- _YOUR TASK_: The response must contain every record, repeated exactly.

[Opening DATA UNDER STUDY section]

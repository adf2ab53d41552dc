//! Projects and Workspaces
//!
//! A `Project` exclusively owns its `History`. A `Workspace` is the persisted
//! container of all projects; it is loaded and saved as one unit through a
//! `WorkspaceRepository`.

use async_trait::async_trait;
use serde::{Deserialize, Serialize};
use uuid::Uuid;

use crate::error::{CoreError, CoreResult};
use crate::history::History;
use crate::snapshot::StateSnapshot;

/// A generated application and its version history.
#[derive(Debug, Clone, PartialEq, Serialize, Deserialize)]
#[serde(rename_all = "camelCase")]
pub struct Project {
    pub id: String,
    pub history: History,
    /// Creation timestamp (ISO 8601)
    pub created_at: String,
}

impl Project {
    /// Create a project seeded with one empty snapshot
    pub fn new(name: impl Into<String>, history_cap: usize) -> Self {
        Self {
            id: Uuid::new_v4().to_string(),
            history: History::new(StateSnapshot::empty(name), history_cap),
            created_at: chrono::Utc::now().to_rfc3339(),
        }
    }

    /// The snapshot at the history cursor.
    pub fn current(&self) -> CoreResult<&StateSnapshot> {
        self.history
            .current()
            .ok_or_else(|| CoreError::EmptyHistory(self.id.clone()))
    }

    /// Display name at the current version.
    pub fn name(&self) -> &str {
        self.history.current().map(|s| s.name.as_str()).unwrap_or("")
    }

    pub fn summary(&self) -> ProjectSummary {
        let current = self.history.current();
        ProjectSummary {
            id: self.id.clone(),
            name: self.name().to_string(),
            versions: self.history.len(),
            cursor: self.history.cursor(),
            can_undo: self.history.can_undo(),
            can_redo: self.history.can_redo(),
            has_generated_code: current.map(|s| s.has_generated_code).unwrap_or(false),
            file_count: current.map(|s| s.files.len()).unwrap_or(0),
        }
    }
}

/// Lightweight listing entry for a project.
#[derive(Debug, Clone, PartialEq, Serialize, Deserialize)]
#[serde(rename_all = "camelCase")]
pub struct ProjectSummary {
    pub id: String,
    pub name: String,
    pub versions: usize,
    pub cursor: usize,
    pub can_undo: bool,
    pub can_redo: bool,
    pub has_generated_code: bool,
    pub file_count: usize,
}

/// All projects of one user.
#[derive(Debug, Clone, Default, PartialEq, Serialize, Deserialize)]
#[serde(rename_all = "camelCase")]
pub struct Workspace {
    #[serde(default)]
    pub projects: Vec<Project>,
    #[serde(default, skip_serializing_if = "Option::is_none")]
    pub active_project_id: Option<String>,
}

impl Workspace {
    pub fn find(&self, project_id: &str) -> Option<&Project> {
        self.projects.iter().find(|p| p.id == project_id)
    }

    /// Repair every history and drop projects with nothing to show.
    ///
    /// Returns the ids of dropped projects.
    pub fn repair(&mut self) -> Vec<String> {
        let mut dropped = Vec::new();
        self.projects.retain_mut(|project| {
            project.history.repair();
            if project.history.is_empty() {
                dropped.push(project.id.clone());
                false
            } else {
                true
            }
        });
        if let Some(active) = &self.active_project_id {
            if self.find(active).is_none() {
                self.active_project_id = None;
            }
        }
        dropped
    }
}

/// Storage seam for whole-workspace load/save.
///
/// Implementations must save atomically: a reader never observes a partially
/// written workspace.
#[async_trait]
pub trait WorkspaceRepository: Send + Sync {
    /// Load the workspace; a missing store yields an empty workspace.
    async fn load(&self) -> CoreResult<Workspace>;

    /// Replace the stored workspace.
    async fn save(&self, workspace: &Workspace) -> CoreResult<()>;
}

[Closing DATA UNDER STUDY section]

- _WRITTEN REPLY_:
repository adf2ab53d41552dc
//! Projects and Workspaces
//!
//! A `Project` exclusively owns its `History`. A `Workspace` is the persisted
//! container of all projects; it is loaded and saved as one unit through a
//! `WorkspaceRepository`.

use async_trait::async_trait;
use serde::{Deserialize, Serialize};
use uuid::Uuid;

use crate::error::{CoreError, CoreResult};
use crate::history::History;
use crate::snapshot::StateSnapshot;

/// A generated application and its version history.
#[derive(Debug, Clone, PartialEq, Serialize, Deserialize)]
#[serde(rename_all = "camelCase")]
pub struct Project {
    pub id: String,
    pub history: History,
    /// Creation timestamp (ISO 8601)
    pub created_at: String,
}

impl Project {
    /// Create a project seeded with one empty snapshot
    pub fn new(name: impl Into<String>, history_cap: usize) -> Self {
        Self {
            id: Uuid::new_v4().to_string(),
            history: History::new(StateSnapshot::empty(name), history_cap),
            created_at: chrono::Utc::now().to_rfc3339(),
        }
    }

    /// The snapshot at the history cursor.
    pub fn current(&self) -> CoreResult<&StateSnapshot> {
        self.history
            .current()
            .ok_or_else(|| CoreError::EmptyHistory(self.id.clone()))
    }

    /// Display name at the current version.
    pub fn name(&self) -> &str {
        self.history.current().map(|s| s.name.as_str()).unwrap_or("")
    }

    pub fn summary(&self) -> ProjectSummary {
        let current = self.history.current();
        ProjectSummary {
            id: self.id.clone(),
            name: self.name().to_string(),
            versions: self.history.len(),
            cursor: self.history.cursor(),
            can_undo: self.history.can_undo(),
            can_redo: self.history.can_redo(),
            has_generated_code: current.map(|s| s.has_generated_code).unwrap_or(false),
            file_count: current.map(|s| s.files.len()).unwrap_or(0),
        }
    }
}

/// Lightweight listing entry for a project.
#[derive(Debug, Clone, PartialEq, Serialize, Deserialize)]
#[serde(rename_all = "camelCase")]
pub struct ProjectSummary {
    pub id: String,
    pub name: String,
    pub versions: usize,
    pub cursor: usize,
    pub can_undo: bool,
    pub can_redo: bool,
    pub has_generated_code: bool,
    pub file_count: usize,
}

/// All projects of one user.
#[derive(Debug, Clone, Default, PartialEq, Serialize, Deserialize)]
#[serde(rename_all = "camelCase")]
pub struct Workspace {
    #[serde(default)]
    pub projects: Vec<Project>,
    #[serde(default, skip_serializing_if = "Option::is_none")]
    pub active_project_id: Option<String>,
}

impl Workspace {
    pub fn find(&self, project_id: &str) -> Option<&Project> {
        self.projects.iter().find(|p| p.id == project_id)
    }

    /// Repair every history and drop projects with nothing to show.
    ///
    /// Returns the ids of dropped projects.
    pub fn repair(&mut self) -> Vec<String> {
        let mut dropped = Vec::new();
        self.projects.retain_mut(|project| {
            project.history.repair();
            if project.history.is_empty() {
                dropped.push(project.id.clone());
                false
            } else {
                true
            }
        });
        if let Some(active) = &self.active_project_id {
            if self.find(active).is_none() {
                self.active_project_id = None;
            }
        }
        dropped
    }
}

/// Storage seam for whole-workspace load/save.
///
/// Implementations must save atomically: a reader never observes a partially
/// written workspace.
#[async_trait]
pub trait WorkspaceRepository: Send + Sync {
    /// Load the workspace; a missing store yields an empty workspace.
    async fn load(&self) -> CoreResult<Workspace>;

    /// Replace the stored workspace.
    async fn save(&self, workspace: &Workspace) -> CoreResult<()>;
}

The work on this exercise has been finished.